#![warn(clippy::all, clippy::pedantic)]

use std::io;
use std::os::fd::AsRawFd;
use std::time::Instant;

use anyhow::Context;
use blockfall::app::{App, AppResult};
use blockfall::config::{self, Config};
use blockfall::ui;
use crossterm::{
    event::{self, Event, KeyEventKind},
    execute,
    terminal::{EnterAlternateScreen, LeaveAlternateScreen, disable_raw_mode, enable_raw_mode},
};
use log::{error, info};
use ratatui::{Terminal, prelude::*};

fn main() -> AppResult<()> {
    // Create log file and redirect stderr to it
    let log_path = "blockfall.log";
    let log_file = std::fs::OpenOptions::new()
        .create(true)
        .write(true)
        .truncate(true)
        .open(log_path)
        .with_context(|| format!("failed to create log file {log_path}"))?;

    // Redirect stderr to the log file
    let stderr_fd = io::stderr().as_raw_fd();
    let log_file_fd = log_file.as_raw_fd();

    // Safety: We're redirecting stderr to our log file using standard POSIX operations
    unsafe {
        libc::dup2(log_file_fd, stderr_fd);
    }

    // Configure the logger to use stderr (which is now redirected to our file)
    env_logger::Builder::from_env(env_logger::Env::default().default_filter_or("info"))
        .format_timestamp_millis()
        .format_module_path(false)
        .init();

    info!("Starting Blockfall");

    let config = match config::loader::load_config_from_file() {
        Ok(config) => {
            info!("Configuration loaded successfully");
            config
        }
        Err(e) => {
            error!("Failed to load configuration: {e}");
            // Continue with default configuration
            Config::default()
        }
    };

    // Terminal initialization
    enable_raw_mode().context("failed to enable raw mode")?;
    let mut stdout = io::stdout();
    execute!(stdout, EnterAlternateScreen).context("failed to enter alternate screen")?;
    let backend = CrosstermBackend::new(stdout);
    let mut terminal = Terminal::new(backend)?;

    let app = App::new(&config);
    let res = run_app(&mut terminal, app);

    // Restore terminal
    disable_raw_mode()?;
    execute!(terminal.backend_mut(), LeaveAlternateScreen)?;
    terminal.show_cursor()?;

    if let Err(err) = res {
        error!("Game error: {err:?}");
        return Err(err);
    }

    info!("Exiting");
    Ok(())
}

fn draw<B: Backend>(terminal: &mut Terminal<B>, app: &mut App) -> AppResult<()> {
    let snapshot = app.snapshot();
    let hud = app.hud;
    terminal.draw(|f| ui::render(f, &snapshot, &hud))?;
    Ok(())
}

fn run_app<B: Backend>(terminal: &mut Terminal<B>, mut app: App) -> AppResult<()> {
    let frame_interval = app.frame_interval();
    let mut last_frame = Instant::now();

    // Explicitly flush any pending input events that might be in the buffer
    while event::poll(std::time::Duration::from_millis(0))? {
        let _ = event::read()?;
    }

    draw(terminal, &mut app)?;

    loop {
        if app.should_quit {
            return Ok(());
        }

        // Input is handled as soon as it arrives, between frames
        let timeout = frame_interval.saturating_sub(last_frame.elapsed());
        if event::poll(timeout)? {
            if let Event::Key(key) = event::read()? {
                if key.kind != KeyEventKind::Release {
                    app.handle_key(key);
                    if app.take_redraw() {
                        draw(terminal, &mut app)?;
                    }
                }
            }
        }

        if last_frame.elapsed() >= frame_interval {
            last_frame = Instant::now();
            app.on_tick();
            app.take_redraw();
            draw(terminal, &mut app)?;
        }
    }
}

==

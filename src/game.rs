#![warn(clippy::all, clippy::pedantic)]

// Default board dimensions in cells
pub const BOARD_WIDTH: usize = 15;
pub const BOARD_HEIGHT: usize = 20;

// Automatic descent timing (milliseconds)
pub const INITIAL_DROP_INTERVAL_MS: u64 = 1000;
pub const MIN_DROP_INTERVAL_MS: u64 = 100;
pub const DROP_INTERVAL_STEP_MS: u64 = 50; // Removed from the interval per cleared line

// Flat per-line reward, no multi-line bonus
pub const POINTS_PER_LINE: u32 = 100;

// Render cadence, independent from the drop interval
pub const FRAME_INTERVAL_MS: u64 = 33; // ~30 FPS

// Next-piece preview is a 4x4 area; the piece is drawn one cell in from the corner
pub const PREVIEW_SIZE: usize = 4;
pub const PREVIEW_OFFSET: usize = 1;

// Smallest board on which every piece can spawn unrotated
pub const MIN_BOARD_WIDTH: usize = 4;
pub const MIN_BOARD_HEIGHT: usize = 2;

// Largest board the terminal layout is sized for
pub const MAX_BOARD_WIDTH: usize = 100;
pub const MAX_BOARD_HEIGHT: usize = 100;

---

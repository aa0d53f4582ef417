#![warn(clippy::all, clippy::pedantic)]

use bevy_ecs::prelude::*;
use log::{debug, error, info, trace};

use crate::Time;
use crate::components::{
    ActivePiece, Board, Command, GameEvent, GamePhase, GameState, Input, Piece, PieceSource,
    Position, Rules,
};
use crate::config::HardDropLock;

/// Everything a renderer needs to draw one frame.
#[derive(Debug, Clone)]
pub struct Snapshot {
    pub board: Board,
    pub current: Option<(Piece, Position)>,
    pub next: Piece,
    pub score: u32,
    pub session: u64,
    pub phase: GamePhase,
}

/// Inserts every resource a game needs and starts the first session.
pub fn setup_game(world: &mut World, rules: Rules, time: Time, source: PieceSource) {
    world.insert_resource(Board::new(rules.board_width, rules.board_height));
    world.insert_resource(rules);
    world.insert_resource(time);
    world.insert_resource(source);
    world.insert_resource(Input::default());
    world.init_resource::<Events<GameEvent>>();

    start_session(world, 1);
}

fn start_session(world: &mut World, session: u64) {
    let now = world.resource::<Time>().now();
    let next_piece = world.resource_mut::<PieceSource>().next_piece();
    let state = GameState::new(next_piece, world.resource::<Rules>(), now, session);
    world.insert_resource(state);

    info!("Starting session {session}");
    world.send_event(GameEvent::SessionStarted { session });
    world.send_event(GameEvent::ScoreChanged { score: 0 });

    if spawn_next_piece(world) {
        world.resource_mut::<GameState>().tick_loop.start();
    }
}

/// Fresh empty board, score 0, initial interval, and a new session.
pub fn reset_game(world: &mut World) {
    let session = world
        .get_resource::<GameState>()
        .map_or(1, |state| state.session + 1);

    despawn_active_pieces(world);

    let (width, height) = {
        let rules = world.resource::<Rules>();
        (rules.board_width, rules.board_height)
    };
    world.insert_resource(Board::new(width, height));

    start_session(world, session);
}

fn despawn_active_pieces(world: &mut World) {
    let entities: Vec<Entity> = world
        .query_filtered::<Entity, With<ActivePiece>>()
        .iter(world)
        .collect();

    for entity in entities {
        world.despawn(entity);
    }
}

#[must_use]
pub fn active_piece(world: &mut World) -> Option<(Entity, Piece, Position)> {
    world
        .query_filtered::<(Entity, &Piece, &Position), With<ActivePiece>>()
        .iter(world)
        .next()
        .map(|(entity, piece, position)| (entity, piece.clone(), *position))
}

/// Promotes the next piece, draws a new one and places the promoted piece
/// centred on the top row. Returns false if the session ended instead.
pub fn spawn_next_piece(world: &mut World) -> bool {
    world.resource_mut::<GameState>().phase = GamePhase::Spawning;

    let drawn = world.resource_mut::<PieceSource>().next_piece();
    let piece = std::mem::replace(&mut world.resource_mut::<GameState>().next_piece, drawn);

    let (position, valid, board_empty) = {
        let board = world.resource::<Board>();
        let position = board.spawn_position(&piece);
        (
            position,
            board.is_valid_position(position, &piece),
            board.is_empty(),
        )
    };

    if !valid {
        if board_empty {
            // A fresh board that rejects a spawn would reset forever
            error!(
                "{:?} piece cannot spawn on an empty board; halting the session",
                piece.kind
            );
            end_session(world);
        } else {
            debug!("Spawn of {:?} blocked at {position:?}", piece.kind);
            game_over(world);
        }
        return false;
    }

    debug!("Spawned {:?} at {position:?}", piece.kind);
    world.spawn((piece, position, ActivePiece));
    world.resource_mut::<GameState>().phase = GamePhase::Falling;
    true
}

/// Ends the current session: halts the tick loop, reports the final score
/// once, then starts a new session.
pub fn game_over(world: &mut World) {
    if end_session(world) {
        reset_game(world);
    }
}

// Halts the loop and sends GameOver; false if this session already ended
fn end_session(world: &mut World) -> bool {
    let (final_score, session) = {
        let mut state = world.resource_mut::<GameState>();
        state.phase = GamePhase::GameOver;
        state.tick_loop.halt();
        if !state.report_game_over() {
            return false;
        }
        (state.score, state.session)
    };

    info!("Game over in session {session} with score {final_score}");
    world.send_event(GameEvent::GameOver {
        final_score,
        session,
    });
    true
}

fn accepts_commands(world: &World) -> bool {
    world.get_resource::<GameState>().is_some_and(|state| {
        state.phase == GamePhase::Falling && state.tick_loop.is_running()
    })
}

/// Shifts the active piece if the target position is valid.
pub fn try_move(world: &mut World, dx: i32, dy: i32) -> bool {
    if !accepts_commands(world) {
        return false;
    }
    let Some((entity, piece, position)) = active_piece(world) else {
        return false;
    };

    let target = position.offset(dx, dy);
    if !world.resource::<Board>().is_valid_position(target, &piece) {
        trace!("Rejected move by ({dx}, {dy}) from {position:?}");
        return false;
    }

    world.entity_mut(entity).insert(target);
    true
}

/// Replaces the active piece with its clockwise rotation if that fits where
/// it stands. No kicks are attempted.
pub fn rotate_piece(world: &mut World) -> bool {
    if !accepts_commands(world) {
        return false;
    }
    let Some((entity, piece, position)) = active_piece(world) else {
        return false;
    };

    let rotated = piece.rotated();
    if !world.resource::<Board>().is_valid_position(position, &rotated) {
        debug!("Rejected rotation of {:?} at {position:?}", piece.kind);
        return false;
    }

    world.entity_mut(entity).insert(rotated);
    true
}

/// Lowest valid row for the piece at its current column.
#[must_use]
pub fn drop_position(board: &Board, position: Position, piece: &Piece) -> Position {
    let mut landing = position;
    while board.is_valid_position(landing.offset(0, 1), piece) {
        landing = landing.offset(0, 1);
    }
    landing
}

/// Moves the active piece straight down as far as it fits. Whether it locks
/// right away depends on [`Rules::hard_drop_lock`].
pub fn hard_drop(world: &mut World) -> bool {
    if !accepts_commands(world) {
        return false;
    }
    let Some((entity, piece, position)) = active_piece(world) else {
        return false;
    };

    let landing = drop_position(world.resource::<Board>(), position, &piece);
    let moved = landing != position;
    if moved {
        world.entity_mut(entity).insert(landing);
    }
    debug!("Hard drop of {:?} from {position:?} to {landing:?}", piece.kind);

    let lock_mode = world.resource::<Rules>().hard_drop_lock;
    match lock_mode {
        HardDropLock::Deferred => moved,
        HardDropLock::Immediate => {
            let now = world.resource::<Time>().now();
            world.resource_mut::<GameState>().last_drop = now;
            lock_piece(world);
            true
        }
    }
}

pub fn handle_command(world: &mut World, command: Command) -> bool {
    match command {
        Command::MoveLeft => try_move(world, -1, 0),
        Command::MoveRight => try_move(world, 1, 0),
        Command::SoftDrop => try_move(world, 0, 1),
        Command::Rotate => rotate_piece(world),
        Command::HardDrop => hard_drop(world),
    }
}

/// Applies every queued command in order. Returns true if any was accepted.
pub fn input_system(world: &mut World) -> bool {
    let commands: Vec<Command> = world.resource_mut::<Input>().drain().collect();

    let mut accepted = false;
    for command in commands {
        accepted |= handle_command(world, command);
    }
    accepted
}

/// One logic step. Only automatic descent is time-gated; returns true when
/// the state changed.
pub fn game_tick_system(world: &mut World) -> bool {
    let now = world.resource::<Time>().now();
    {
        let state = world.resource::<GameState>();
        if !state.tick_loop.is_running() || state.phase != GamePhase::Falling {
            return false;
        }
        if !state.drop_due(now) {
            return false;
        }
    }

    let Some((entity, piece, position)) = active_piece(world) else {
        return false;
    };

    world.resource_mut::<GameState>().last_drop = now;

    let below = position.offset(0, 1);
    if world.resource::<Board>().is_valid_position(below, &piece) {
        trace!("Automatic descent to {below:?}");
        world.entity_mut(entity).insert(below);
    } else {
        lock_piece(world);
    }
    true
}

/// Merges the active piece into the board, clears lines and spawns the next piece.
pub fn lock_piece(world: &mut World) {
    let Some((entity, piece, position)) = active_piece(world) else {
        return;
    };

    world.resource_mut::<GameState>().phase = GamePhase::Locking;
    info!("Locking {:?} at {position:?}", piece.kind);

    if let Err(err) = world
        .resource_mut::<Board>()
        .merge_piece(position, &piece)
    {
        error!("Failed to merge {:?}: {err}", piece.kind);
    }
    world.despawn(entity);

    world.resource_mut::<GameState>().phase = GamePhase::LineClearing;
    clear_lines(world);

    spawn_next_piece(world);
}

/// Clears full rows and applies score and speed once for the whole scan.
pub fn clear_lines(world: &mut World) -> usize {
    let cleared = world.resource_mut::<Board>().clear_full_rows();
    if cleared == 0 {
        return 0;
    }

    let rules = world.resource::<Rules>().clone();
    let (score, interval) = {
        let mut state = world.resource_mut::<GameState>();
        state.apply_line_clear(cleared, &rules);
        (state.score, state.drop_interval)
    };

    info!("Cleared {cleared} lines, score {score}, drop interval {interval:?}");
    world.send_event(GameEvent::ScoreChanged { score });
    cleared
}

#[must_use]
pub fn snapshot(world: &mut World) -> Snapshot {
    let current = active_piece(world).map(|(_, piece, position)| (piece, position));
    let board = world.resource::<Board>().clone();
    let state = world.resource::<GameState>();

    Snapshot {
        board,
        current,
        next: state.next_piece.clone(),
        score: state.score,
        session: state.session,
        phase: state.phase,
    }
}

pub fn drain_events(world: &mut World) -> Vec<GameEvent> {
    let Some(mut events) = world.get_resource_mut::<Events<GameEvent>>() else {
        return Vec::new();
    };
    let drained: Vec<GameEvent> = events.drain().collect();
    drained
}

§ **To do**:
Where the listing above reaches the line that contains "standard POSIX operations", start retyping, and finish with the line that contains "let backend = CrosstermBackend::new(stdout);"; reproduce those lines exactly and no others.

§ **Exercise result**:
    // Safety: We're redirecting stderr to our log file using standard POSIX operations
    unsafe {
        libc::dup2(log_file_fd, stderr_fd);
    }

    // Configure the logger to use stderr (which is now redirected to our file)
    env_logger::Builder::from_env(env_logger::Env::default().default_filter_or("info"))
        .format_timestamp_millis()
        .format_module_path(false)
        .init();

    info!("Starting Blockfall");

    let config = match config::loader::load_config_from_file() {
        Ok(config) => {
            info!("Configuration loaded successfully");
            config
        }
        Err(e) => {
            error!("Failed to load configuration: {e}");
            // Continue with default configuration
            Config::default()
        }
    };

    // Terminal initialization
    enable_raw_mode().context("failed to enable raw mode")?;
    let mut stdout = io::stdout();
    execute!(stdout, EnterAlternateScreen).context("failed to enter alternate screen")?;
    let backend = CrosstermBackend::new(stdout);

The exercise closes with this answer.